# REALLY like a new someone, scared to mess it up.



## GA HEART (Oct 18, 2011)

I have been though LOTS of ups and downs over the past year. The end of a 12 year marriage, having my heart broken soon after that by someone else, moves, kid problems, etc.

I started chatting with someone on FB (yes, I know....it does sound silly.) It progressed incredibly slowly, but we have finally moved up to actually exchanging phone numbers and texting. He has mentioned calling, but we haven't done that yet. 

I don't really know this guy at all, aside from what I see on FB. He leads a VERY busy life, has a job that keeps him traveling....although he is soon starting another position that will keep him stable. We don't geographically live close either. 

I guess typing it all out makes it sound stupid, really. I don't want a relationship, and I get the impression that he doesn't really either. But I REALLY want to meet him. I have told him so and he seemed to agree that we should meet up sometime.

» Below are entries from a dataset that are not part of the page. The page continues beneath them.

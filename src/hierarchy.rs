// Copyright 2024 Saptak Santra
//
// Licensed under the Apache License, Version 2.0 (the "License");
// you may not use this file except in compliance with the License.
// You may obtain a copy of the License at
//
//     http://www.apache.org/licenses/LICENSE-2.0
//
// Unless required by applicable law or agreed to in writing, software
// distributed under the License is distributed on an "AS IS" BASIS,
// WITHOUT WARRANTIES OR CONDITIONS OF ANY KIND, either express or implied.
// See the License for the specific language governing permissions and
// limitations under the License.

//! Parent/child structure expressed as a built-in tree relation rather than `Parent`/`Children`
//! components, so attaching and detaching reuses the forest cycle-detection the relation table
//! already provides instead of re-implementing it here.

use crate::entity::Entity;
use crate::error::Result;
use crate::world::World;

/// Marker relation type: `relate(child, parent, ChildOf)` means `child`'s parent is `parent`.
#[derive(Debug, Default, Clone, Copy)]
pub struct ChildOf;

/// Attaches `child` under `parent`, replacing any prior parent of `child`. Registers `ChildOf`
/// as a tree relation on first use. Errors if this would create a cycle.
pub fn attach(world: &mut World, child: Entity, parent: Entity) -> Result<()> {
    world.register_tree_relation::<ChildOf>();
    world.relate(child, parent, ChildOf)
}

/// Detaches `child` from its current parent, if any. A no-op if `child` has no parent.
pub fn detach(world: &mut World, child: Entity) -> Result<()> {
    match parent_of(world, child) {
        Some(parent) => world.unrelate::<ChildOf>(child, parent),
        None => Ok(()),
    }
}

/// The direct parent of `entity`, if attached to one.
pub fn parent_of(world: &World, entity: Entity) -> Option<Entity> {
    let ty = world.types().id_of::<ChildOf>()?;
    world.relations().outgoing(ty, entity).next().map(|(to, _)| to)
}

/// The direct children of `entity`, in no particular order.
pub fn children_of(world: &World, entity: Entity) -> Vec<Entity> {
    let Some(ty) = world.types().id_of::<ChildOf>() else {
        return Vec::new();
    };
    world.relations().incoming(ty, entity).map(|(from, _)| from).collect()
}

/// Walks from `entity` up through successive parents to the root of its tree.
pub fn ancestors(world: &World, entity: Entity) -> Vec<Entity> {
    let mut result = Vec::new();
    let mut current = entity;
    while let Some(parent) = parent_of(world, current) {
        result.push(parent);
        current = parent;
    }
    result
}

/// Every descendant of `entity`, breadth-first, nearest generation first. Does not include
/// `entity` itself.
pub fn descendants(world: &World, entity: Entity) -> Vec<Entity> {
    let Some(ty) = world.types().id_of::<ChildOf>() else {
        return Vec::new();
    };
    world
        .relations()
        .recompute_depths(ty, entity)
        .into_iter()
        .skip(1)
        .map(|(index, _)| Entity {
            index,
            generation: world.generation(index),
        })
        .collect()
}

#[cfg(test)]
mod tests {
    use super::*;

    #[test]
    fn attach_then_parent_and_children_agree() {
        let mut world = World::new();
        let parent = world.create();
        let child = world.create();
        attach(&mut world, child, parent).unwrap();

        assert_eq!(parent_of(&world, child), Some(parent));
        assert_eq!(children_of(&world, parent), vec![child]);
    }

    #[test]
    fn reattaching_replaces_old_parent() {
        let mut world = World::new();
        let first = world.create();
        let second = world.create();
        let child = world.create();
        attach(&mut world, child, first).unwrap();
        attach(&mut world, child, second).unwrap();

        assert_eq!(parent_of(&world, child), Some(second));
        assert!(children_of(&world, first).is_empty());
    }

    #[test]
    fn detach_clears_parent() {
        let mut world = World::new();
        let parent = world.create();
        let child = world.create();
        attach(&mut world, child, parent).unwrap();
        detach(&mut world, child).unwrap();

        assert_eq!(parent_of(&world, child), None);
        assert!(children_of(&world, parent).is_empty());
    }

    #[test]
    fn cycle_is_rejected() {
        let mut world = World::new();
        let a = world.create();
        let b = world.create();
        attach(&mut world, b, a).unwrap();
        assert!(attach(&mut world, a, b).is_err());
    }

    #[test]
    fn ancestors_walks_to_root() {
        let mut world = World::new();
        let grandparent = world.create();
        let parent = world.create();
        let child = world.create();
        attach(&mut world, parent, grandparent).unwrap();
        attach(&mut world, child, parent).unwrap();

        assert_eq!(ancestors(&world, child), vec![parent, grandparent]);
    }

    #[test]
    fn descendants_collects_whole_subtree() {
        let mut world = World::new();
        let root = world.create();
        let mid = world.create();
        let leaf = world.create();
        attach(&mut world, mid, root).unwrap();
        attach(&mut world, leaf, mid).unwrap();

        let mut found = descendants(&world, root);
        found.sort_by_key(|e| e.index);
        let mut expected = vec![mid, leaf];
        expected.sort_by_key(|e| e.index);
        assert_eq!(found, expected);
    }
}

I don't know if it's the fact that he's not close (location wise) and therefore "safe" that has me so attracted. I decided a while ago that I am not getting into a relationship with anyone. I have dated a bunch, and have enjoyed the heck outta my "singleness."

But there is something about this one guy that I REALLY like. He's very smart, witty, and handsome. Things are moving at a snail's pace......and although I get a tad impatient with that, it seems that's what works best for him. For the longest time I couldn't tell if he was genuinely interested or just being nice. I suppose him giving me his number means he is interested?

LOL, I feel like a high school kid again! Advice?


----------



## sisters359 (Apr 9, 2009)

Just don't let yourself act like a high school kid. Don't indulge in thinking about him or checking for new messages. Act like the busy, responsible grown up you are. yes, that new rush and tingle is intoxicating, but the best way to hang onto it is to taste it in tiny sips.

He is clearly not in the same place, or he'd be fishing for more already-things would not have moved at a snail's pace. He either does not feel the same, or he is pretty interested but knows how to handle things maturely. Either way, you will figure it out, and pushing things b/c you have that "yowza" feeling is only likely to back fire. 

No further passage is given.